### Requirement
Find every line below that contains the word "Decodes" and copy it out.

Source data
========================================

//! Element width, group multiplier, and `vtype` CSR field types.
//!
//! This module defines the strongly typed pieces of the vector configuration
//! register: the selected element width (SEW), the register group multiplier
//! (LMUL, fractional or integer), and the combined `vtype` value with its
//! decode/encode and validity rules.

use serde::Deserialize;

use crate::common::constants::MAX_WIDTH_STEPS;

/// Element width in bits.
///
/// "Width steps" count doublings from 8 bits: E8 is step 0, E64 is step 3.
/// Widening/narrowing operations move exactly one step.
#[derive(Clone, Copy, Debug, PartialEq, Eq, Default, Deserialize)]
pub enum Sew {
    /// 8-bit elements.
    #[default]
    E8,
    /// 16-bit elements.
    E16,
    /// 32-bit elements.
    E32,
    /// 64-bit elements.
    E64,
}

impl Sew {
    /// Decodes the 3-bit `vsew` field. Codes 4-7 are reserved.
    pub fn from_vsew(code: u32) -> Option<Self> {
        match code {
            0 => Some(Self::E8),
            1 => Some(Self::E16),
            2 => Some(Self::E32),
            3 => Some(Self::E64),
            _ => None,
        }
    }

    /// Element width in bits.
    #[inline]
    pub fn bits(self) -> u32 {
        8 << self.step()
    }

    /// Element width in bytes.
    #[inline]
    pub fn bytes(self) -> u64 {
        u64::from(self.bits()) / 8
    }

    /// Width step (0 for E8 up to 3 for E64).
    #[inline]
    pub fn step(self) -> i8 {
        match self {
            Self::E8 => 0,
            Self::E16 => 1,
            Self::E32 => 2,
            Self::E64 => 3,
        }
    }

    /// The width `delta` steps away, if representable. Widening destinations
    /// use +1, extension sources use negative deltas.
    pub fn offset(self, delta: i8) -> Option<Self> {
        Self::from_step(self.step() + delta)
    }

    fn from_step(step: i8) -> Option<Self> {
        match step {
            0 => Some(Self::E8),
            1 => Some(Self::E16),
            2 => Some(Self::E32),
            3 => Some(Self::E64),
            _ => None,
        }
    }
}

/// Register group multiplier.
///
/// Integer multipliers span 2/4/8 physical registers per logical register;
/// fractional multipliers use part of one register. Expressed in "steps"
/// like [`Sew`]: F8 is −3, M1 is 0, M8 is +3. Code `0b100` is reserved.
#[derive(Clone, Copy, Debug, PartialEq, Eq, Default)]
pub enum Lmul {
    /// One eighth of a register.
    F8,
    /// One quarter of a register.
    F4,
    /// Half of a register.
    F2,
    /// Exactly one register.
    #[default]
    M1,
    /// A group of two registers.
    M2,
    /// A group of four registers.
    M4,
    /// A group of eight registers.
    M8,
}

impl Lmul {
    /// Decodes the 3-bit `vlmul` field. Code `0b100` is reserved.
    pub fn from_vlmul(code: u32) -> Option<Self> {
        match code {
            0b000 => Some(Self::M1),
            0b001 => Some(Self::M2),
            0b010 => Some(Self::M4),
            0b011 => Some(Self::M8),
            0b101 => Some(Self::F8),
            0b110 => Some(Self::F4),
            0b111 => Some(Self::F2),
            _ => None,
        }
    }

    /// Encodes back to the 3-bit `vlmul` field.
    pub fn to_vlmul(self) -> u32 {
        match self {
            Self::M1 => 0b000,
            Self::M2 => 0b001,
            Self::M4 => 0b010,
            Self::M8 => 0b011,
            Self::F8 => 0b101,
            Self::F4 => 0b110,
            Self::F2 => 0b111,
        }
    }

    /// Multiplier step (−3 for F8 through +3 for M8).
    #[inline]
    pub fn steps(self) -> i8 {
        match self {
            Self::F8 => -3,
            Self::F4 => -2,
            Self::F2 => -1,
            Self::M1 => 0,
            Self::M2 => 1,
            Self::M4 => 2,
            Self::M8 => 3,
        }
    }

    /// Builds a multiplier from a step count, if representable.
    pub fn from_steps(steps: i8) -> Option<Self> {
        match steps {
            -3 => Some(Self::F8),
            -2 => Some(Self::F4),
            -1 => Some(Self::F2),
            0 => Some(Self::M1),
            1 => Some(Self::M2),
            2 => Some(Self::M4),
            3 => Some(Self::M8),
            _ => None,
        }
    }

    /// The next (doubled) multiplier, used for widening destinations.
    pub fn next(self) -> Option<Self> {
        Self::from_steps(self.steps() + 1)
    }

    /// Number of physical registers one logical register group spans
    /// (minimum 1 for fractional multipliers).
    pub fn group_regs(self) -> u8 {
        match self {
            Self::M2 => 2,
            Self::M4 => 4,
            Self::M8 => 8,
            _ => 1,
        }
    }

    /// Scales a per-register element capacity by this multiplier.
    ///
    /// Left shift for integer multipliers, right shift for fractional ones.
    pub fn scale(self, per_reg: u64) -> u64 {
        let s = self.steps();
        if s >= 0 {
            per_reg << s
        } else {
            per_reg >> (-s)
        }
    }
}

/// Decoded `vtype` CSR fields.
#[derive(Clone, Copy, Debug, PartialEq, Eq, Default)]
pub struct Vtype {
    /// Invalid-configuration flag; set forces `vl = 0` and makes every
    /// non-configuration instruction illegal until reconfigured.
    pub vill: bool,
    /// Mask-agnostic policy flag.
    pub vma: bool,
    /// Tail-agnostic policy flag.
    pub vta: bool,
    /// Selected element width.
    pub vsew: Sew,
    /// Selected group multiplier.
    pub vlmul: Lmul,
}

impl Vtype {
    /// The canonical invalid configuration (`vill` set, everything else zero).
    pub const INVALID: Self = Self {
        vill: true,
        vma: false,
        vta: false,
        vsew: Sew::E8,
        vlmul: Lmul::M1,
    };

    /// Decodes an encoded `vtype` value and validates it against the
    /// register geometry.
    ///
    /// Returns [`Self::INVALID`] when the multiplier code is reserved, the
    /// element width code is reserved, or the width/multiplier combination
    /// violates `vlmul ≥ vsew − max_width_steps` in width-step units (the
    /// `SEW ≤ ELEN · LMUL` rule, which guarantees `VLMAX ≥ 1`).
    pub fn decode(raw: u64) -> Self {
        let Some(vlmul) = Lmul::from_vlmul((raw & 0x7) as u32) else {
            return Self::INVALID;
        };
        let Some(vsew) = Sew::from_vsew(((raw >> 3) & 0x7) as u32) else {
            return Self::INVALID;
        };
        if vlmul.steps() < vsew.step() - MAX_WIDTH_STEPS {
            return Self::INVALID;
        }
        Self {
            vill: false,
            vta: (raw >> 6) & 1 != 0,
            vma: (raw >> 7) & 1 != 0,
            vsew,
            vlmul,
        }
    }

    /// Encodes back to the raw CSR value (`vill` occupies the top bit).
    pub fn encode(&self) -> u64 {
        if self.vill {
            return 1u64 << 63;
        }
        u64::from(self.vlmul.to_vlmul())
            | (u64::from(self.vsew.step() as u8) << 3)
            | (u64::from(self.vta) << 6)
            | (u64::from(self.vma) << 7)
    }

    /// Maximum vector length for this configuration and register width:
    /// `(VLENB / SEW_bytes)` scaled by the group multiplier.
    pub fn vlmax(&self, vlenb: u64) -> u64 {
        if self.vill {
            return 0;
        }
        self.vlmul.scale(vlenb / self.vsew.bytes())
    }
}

========================================

### Exercise result
    /// Decodes the 3-bit `vsew` field. Codes 4-7 are reserved.
    /// Decodes the 3-bit `vlmul` field. Code `0b100` is reserved.
    /// Decodes an encoded `vtype` value and validates it against the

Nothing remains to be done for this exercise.